MYDGF Regulates Apoptotic Signaling to Mitigate Renal Ischemia-Reperfusion Injury and Enhance Chemotherapy Sensitivity.

Abstract

Background: Chemotherapy sensitivity in renal carcinoma may be influenced by renal ischemia-reperfusion injury (RIRI). This study elucidates the underlying mechanism by investigating the regulatory role of MYDGF. Methods: The public dataset was downloaded, and Kyoto Encyclopedia of Genes and Genomes (KEGG) databases were used to analyze functional and pathway enrichment of genes in the most significant modules. MitoTracker Green and MitoSOX were used to assess mitochondrial activity and superoxide production in oxygen-glucose deprivation/reoxygenation (OGD/R)-treated renal proximal tubular epithelial cells (RPTECs), with or without MYDGF treatment. Reactive oxygen species production and apoptosis were further analyzed through flow cytometry. A mouse model of RIRI was established and treated with MYDGF, followed by kidney evaluation after 24 h. Histological damage was assessed using hematoxylin-eosin and Masson staining in both RIRI mice and IR-induced patients with AKI. Immunohistochemistry and quantitative real-time polymerase chain reaction were performed to evaluate MYDGF, BCL2, and BAX expression levels in renal tissues.
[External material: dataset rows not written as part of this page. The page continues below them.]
//! test-support: helpers for robust, nextest-friendly tests.
//!
//! Add as a dev-dependency in your top-level `Cargo.toml`:
//!
//! ```toml
//! [dev-dependencies]
//! test_support = { path = "tests/support", features = ["serde"] }
//! ```
//!
//! Then in tests:
//! ```rust,ignore
//! use test_support::{init_tracing, init_fixture_repo};
//!
//! #[test]
//! fn example() {
//!     init_tracing();
//!     let _repo = init_fixture_repo();
//! }
//! ```

use once_cell::sync::Lazy;
use tracing_subscriber::{fmt, EnvFilter};

use std::env;
use std::path::{Path, PathBuf};
use std::process::Command;

/// Author every fixture commit is made under.
pub const FIXTURE_AUTHOR_EMAIL: &str = "fixture@example.com";
pub const FIXTURE_AUTHOR_NAME: &str = "Fixture Bot";

/// Initialize `tracing` once, honoring `RUST_LOG` and writing via the test writer.
///
/// Safe to call from multiple tests; only the first call configures the global subscriber.
pub fn init_tracing() {
    static INIT: Lazy<()> = Lazy::new(|| {
        let filter = EnvFilter::try_from_default_env()
            .or_else(|_| EnvFilter::try_new("warn,test=info"))
            .unwrap();
        // with_test_writer() causes logs to appear alongside failing tests only (cargo/nextest)
        let _ = fmt().with_env_filter(filter).with_test_writer().try_init();
    });
    Lazy::force(&INIT);
}

/// Create a temp directory that deletes on drop.
pub fn tempdir() -> tempfile::TempDir {
    tempfile::tempdir().expect("create tempdir")
}

/// Set multiple environment variables for the duration of the returned guard.
pub fn with_env(vars: &[(&str, &str)]) -> EnvGuard {
    EnvGuard::set_many(vars)
}

/// Run a binary target with `assert_cmd`, returning the ready-to-run `Command`.
///
/// Tracker credentials are removed from the child environment so tests never
/// reach a real backend by accident.
pub fn cmd_bin(bin: &str) -> assert_cmd::Command {
    init_tracing();
    let mut cmd = assert_cmd::Command::cargo_bin(bin).expect("binary target not found");
    for var in ["JIRA_URL", "JIRA_USERNAME", "JIRA_API_TOKEN", "OPENAI_API_KEY", "OPENAI_BASE_URL"] {
        cmd.env_remove(var);
    }
    cmd
}

/// Guard for temporarily setting environment variables.
pub struct EnvGuard {
    prev: Vec<(String, Option<String>)>,
}

impl EnvGuard {
    pub fn set_many(kv: &[(&str, &str)]) -> Self {
        let mut prev = Vec::with_capacity(kv.len());
        for (k, v) in kv {
            let k_owned = k.to_string();
            prev.push((k_owned.clone(), env::var(k).ok()));
            env::set_var(k, v);
        }
        Self { prev }
    }
}

impl Drop for EnvGuard {
    fn drop(&mut self) {
        for (k, old) in self.prev.drain(..) {
            match old {
                Some(v) => env::set_var(&k, v),
                None => env::remove_var(&k),
            }
        }
    }
}

pub fn run(repo: &Path, args: &[&str]) {
    let status = Command::new("git").args(args).current_dir(repo).status().unwrap();
    assert!(status.success(), "git {:?} failed", args);
}

/// `git init` with the fixture identity and no commits (unborn HEAD).
pub fn init_empty_repo() -> tempfile::TempDir {
    let dir = tempdir();
    run(dir.path(), &["init", "-q", "-b", "main"]);
    run(dir.path(), &["config", "user.name", FIXTURE_AUTHOR_NAME]);
    run(dir.path(), &["config", "user.email", FIXTURE_AUTHOR_EMAIL]);
    run(dir.path(), &["config", "commit.gpgsign", "false"]);
    dir
}

/// Append one commit touching a file named after its index, authored and
/// committed at `date` (ISO-8601 with offset, e.g. `2025-08-12T14:03:00+00:00`).
pub fn commit_at(repo: &Path, message: &str, date: &str) {
    commit_with_dates(repo, message, date, date);
}

/// Like `commit_at`, but with distinct author and committer dates, as a rebase
/// or cherry-pick leaves them.
pub fn commit_with_dates(repo: &Path, message: &str, author_date: &str, committer_date: &str) {
    let n = std::fs::read_dir(repo).map(|d| d.count()).unwrap_or(0);
    std::fs::write(repo.join(format!("change_{}.txt", n)), format!("{}\n", message)).unwrap();
    run(repo, &["add", "."]);

    let status = Command::new("git")
        .args(["commit", "-q", "-m", message])
        .current_dir(repo)
        .env("GIT_AUTHOR_DATE", author_date)
        .env("GIT_COMMITTER_DATE", committer_date)
        .status()
        .unwrap();
    assert!(status.success(), "git commit {:?} failed", message);
}

/// Create a repository holding the given `(message, date)` commits in order.
pub fn init_repo_with(commits: &[(&str, &str)]) -> tempfile::TempDir {
    let dir = init_empty_repo();
    for (message, date) in commits {
        commit_at(dir.path(), message, date);
    }
    dir
}

/// Standard fixture: two commits referencing ABC-1 (one lower-case), one
/// referencing ABC-2, and one unlinked chore commit, all in August 2025 UTC.
pub fn init_fixture_repo() -> tempfile::TempDir {
    init_repo_with(&[
        ("ABC-1: add checkout endpoint", "2025-08-12T14:03:00+00:00"),
        ("fix abc-1 rounding in cart totals", "2025-08-13T09:12:00+00:00"),
        ("ABC-2 document the login flow", "2025-08-14T10:00:00+00:00"),
        ("chore: bump dependencies", "2025-08-15T16:30:00+00:00"),
    ])
}

/// Write a tracker search-response fixture to `<dir>/tasks.json` and return its path.
#[cfg(feature = "serde")]
pub fn write_tasks_fixture(dir: &Path, payload: &serde_json::Value) -> PathBuf {
    let path = dir.join("tasks.json");
    std::fs::write(&path, serde_json::to_vec_pretty(payload).unwrap()).unwrap();
    path
}

/// A tracker issue in the search-response shape the task source reads.
#[cfg(feature = "serde")]
pub fn tracker_issue(key: &str, summary: &str, priority: &str, status_category: &str, timespent: Option<u64>) -> serde_json::Value {
    serde_json::json!({
        "key": key,
        "fields": {
            "summary": summary,
            "description": "",
            "issuetype": { "name": "Task" },
            "priority": { "name": priority },
            "status": {
                "name": if status_category == "done" { "Done" } else { "In Progress" },
                "statusCategory": { "key": status_category }
            },
            "timespent": timespent,
            "timeoriginalestimate": null,
            "resolutiondate": if status_category == "done" { serde_json::json!("2025-08-13T17:00:00.000+0000") } else { serde_json::Value::Null },
            "updated": "2025-08-14T09:00:00.000+0000",
            "customfield_10020": [ { "name": "Sprint 7" } ]
        }
    })
}
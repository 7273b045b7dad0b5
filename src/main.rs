use anyhow::Result;
use chrono::{SecondsFormat, Utc};
use clap::Parser;
use tracing::info;

use work_report::cli::{normalize, Cli};
use work_report::config::{env_lookup, AiSettings, TrackerCredentials, HTTP_TIMEOUT};
use work_report::error::ReportError;
use work_report::narrative::{narrate, OpenAiProvider, SummaryProvider};
use work_report::pipeline::{ReportEngine, ReportRequest};
use work_report::render::{render, RenderContext};
use work_report::sources::git::{repo_specs, GitCommitSource};
use work_report::sources::jira::{FixtureTrackerApi, JiraHttpApi, JiraTaskSource, TrackerApi};
use work_report::util;
use work_report::window::parse_now_override;

fn main() -> Result<()> {
  let cli = Cli::parse();

  if cli.gen_man {
    let page = util::render_man_page::<Cli>()?;
    print!("{}", page);
    return Ok(());
  }

  util::init_logging(cli.verbose);

  // Phase 1: normalize CLI and resolve the window
  let cfg = normalize(cli)?;
  let now = util::effective_now(parse_now_override(cfg.now_override.as_deref()));
  let (window, extractor) = cfg.resolve(now.date_naive())?;

  // Phase 2: wire sources from explicit configuration
  let api: Box<dyn TrackerApi> = match &cfg.tasks_json {
    Some(path) => Box::new(FixtureTrackerApi::from_path(path)?),
    None => {
      let creds = TrackerCredentials::from_env().map_err(ReportError::from)?;
      Box::new(JiraHttpApi::new(creds, HTTP_TIMEOUT))
    }
  };
  let tasks = JiraTaskSource::new(api, cfg.sprint_field.clone(), cfg.tz);
  let commits = GitCommitSource { tz: cfg.tz, include_merges: cfg.include_merges, all_refs: cfg.all_branches };

  let req = ReportRequest {
    assignee: cfg.assignee.clone(),
    author: cfg.author.clone(),
    window,
    repos: repo_specs(&cfg.repos),
  };

  // Phase 3: run the engine
  let mut report = ReportEngine::new(&tasks, &commits, extractor).run(&req)?;

  // Phase 4: narrative, render, write
  let provider = cfg
    .ai_summary
    .then(|| OpenAiProvider::new(AiSettings::from_lookup(env_lookup, cfg.ai_model.as_deref()), HTTP_TIMEOUT));
  let (narrative, degraded) = narrate(&report, provider.as_ref().map(|p| p as &dyn SummaryProvider));
  if let Some(d) = degraded {
    report.summary.degradations.push(d);
  }

  let generated_at = now.with_timezone(&Utc).to_rfc3339_opts(SecondsFormat::Secs, true);
  let ctx = RenderContext { report: &report, narrative: &narrative, generated_at: &generated_at, kind: cfg.kind };
  let rendered = render(cfg.format, &ctx)?;
  util::write_output(&cfg.out, &rendered)?;
  if cfg.out != "-" {
    info!(path = %cfg.out, "report written");
  }

  Ok(())
}
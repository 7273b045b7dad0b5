// === Module Header (agents-tooling) START ===
// header: Parsed by scripts/check_module_headers.sh for purpose/role presence; keep keys on single-line entries.
// purpose: Link commits to tasks by the identifiers found in commit messages
// role: engine/correlation
// inputs: Fetched tasks, every repository's commits, IdentifierExtractor
// outputs: Correlation (tasks in fetch order with their commits; linked/unlinked counts per repository)
// invariants:
// - every task appears, with an empty commit list when nothing references it
// - a commit referencing several known tasks appears under each, but counts once as linked
// - commits under a task are ordered by (timestamp, repository, sha)
// - linked + unlinked per repository equals that repository's fetched commits
// tie_breakers: contracts > orchestration > correctness > performance > minimal_diffs
// === Module Header END ===

use std::collections::{BTreeMap, HashMap};

use tracing::debug;

use crate::identifiers::{normalize_key, IdentifierExtractor};
use crate::model::{Commit, Task};

#[derive(Debug, Clone, Default, PartialEq, Eq)]
pub struct RepoActivity {
  pub linked: usize,
  pub unlinked: usize,
}

impl RepoActivity {
  pub fn total(&self) -> usize {
    self.linked + self.unlinked
  }
}

#[derive(Debug, Clone)]
pub struct Correlation {
  pub tasks: Vec<(Task, Vec<Commit>)>,
  pub repositories: BTreeMap<String, RepoActivity>,
}

pub fn correlate(tasks: Vec<Task>, commits: &[Commit], extractor: &IdentifierExtractor) -> Correlation {
  let mut index: HashMap<String, usize> = HashMap::new();
  let mut linked: Vec<(Task, Vec<Commit>)> = Vec::with_capacity(tasks.len());
  for task in tasks {
    let key = normalize_key(&task.id);
    if index.contains_key(&key) {
      debug!(task = %key, "duplicate task id from tracker ignored");
      continue;
    }
    index.insert(key, linked.len());
    linked.push((task, Vec::new()));
  }

  let mut ordered: Vec<&Commit> = commits.iter().collect();
  ordered.sort_by(|a, b| {
    a.timestamp
      .cmp(&b.timestamp)
      .then_with(|| a.repository.cmp(&b.repository))
      .then_with(|| a.sha.cmp(&b.sha))
  });

  let mut repositories: BTreeMap<String, RepoActivity> = BTreeMap::new();
  for commit in ordered {
    let hits: Vec<usize> = extractor
      .extract(&commit.message)
      .iter()
      .filter_map(|id| index.get(id).copied())
      .collect();

    let activity = repositories.entry(commit.repository.clone()).or_default();
    if hits.is_empty() {
      activity.unlinked += 1;
      continue;
    }
    activity.linked += 1;
    for i in hits {
      linked[i].1.push(commit.clone());
    }
  }

  Correlation { tasks: linked, repositories }
}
Results: A total of 557 differentially expressed genes were identified. GO and KEGG analyses revealed significant enrichment in oxidative phosphorylation and apoptosis pathways, both of which are relevant to chemosensitivity. MYDGF treatment significantly inhibited apoptosis, enhanced mitochondrial function, and reduced superoxide production in OGD/R-treated RPTECs. In vivo, MYDGF reduced tubular apoptosis and protected against kidney injury, as shown by TUNEL and Masson staining. Notably, MYDGF increased BCL2 and decreased BAX expression both in vitro and in vivo, suggesting an antiapoptotic shift. These changes may contribute not only to protection from RIRI but also to increased susceptibility of damaged renal cells to chemotherapy-induced apoptosis by maintaining mitochondrial integrity. Conclusions: Regulation of apoptotic signaling by MYDGF attenuates ischemia-reperfusion injury and improves chemotherapy outcomes in advanced renal carcinoma.